After reading the data below, copy out every line that contains the word "title".
---
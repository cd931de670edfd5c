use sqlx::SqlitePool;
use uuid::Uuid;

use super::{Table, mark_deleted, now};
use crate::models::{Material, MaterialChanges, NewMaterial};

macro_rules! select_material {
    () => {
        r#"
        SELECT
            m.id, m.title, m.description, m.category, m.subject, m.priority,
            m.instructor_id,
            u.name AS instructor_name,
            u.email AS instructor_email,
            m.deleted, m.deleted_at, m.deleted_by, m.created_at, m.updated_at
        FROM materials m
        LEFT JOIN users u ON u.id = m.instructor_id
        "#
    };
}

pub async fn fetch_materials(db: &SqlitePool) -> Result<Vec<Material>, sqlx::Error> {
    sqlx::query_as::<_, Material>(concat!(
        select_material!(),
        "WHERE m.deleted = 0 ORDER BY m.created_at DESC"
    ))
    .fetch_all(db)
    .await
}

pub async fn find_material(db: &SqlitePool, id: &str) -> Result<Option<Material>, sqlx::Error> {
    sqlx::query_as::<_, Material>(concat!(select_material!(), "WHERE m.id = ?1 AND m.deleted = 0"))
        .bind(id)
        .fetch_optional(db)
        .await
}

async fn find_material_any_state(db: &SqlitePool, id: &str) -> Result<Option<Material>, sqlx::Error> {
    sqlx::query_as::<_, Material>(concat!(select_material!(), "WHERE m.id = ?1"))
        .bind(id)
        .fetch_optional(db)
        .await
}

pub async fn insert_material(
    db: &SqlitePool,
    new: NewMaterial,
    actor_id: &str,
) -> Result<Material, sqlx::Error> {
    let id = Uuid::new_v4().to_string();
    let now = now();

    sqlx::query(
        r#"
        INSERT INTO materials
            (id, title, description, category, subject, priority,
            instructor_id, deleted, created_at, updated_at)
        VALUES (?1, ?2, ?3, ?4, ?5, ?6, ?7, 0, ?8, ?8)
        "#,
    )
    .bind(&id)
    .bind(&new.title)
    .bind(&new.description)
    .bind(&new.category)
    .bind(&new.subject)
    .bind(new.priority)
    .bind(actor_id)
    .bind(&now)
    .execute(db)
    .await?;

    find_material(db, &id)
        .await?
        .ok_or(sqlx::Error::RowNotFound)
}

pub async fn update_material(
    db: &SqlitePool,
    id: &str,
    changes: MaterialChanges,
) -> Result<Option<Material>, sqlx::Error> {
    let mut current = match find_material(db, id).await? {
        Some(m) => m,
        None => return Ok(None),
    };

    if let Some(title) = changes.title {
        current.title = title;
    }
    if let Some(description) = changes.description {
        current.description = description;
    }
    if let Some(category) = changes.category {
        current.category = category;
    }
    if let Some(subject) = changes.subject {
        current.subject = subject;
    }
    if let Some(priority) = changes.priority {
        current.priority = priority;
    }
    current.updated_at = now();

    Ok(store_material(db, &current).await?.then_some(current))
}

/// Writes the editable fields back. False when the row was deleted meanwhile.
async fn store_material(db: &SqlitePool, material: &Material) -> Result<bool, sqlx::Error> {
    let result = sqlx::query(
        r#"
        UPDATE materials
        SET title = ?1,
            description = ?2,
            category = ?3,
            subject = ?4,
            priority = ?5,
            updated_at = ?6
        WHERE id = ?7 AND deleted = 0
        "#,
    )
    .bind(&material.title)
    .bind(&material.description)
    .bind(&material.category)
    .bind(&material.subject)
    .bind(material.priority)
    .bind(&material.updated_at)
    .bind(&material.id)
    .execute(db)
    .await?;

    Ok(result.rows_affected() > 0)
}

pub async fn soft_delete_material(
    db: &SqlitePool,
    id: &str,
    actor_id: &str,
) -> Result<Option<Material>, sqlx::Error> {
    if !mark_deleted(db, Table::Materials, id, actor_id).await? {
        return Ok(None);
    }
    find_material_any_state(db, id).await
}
---
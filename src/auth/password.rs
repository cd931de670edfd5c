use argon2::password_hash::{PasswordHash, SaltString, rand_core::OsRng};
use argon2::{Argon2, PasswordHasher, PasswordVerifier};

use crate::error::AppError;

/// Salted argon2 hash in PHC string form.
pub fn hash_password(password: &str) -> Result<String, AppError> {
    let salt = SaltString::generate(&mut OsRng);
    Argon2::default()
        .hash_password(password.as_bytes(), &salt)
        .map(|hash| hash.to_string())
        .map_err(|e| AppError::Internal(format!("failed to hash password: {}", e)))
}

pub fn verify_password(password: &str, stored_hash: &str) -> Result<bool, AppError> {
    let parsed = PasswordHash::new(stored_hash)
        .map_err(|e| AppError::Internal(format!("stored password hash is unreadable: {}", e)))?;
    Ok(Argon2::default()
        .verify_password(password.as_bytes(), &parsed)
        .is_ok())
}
---
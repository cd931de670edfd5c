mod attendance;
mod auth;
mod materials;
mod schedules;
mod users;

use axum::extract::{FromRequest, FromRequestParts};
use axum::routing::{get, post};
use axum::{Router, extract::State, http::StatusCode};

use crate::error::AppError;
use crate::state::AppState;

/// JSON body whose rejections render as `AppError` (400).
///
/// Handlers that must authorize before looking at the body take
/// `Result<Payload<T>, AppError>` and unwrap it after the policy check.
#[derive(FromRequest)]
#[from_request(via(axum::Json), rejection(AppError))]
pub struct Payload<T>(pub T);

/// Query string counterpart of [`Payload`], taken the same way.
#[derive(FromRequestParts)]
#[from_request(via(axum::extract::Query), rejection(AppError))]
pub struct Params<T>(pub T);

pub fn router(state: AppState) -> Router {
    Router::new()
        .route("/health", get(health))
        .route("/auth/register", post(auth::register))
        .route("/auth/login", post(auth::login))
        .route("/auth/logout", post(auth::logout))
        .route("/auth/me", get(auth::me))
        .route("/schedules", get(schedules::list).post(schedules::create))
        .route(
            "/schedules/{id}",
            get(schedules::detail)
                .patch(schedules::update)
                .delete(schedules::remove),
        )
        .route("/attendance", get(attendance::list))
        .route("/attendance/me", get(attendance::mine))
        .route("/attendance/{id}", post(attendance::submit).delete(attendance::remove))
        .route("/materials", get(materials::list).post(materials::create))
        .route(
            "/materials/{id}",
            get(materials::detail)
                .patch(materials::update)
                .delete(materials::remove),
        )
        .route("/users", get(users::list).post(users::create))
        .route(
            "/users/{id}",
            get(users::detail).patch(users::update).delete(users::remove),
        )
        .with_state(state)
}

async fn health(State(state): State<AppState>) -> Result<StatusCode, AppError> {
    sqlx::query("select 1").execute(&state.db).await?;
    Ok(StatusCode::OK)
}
---
### Output
            m.id, m.title, m.description, m.category, m.subject, m.priority,
            (id, title, description, category, subject, priority,
    .bind(&new.title)
    if let Some(title) = changes.title {
        current.title = title;
        SET title = ?1,
    .bind(&material.title)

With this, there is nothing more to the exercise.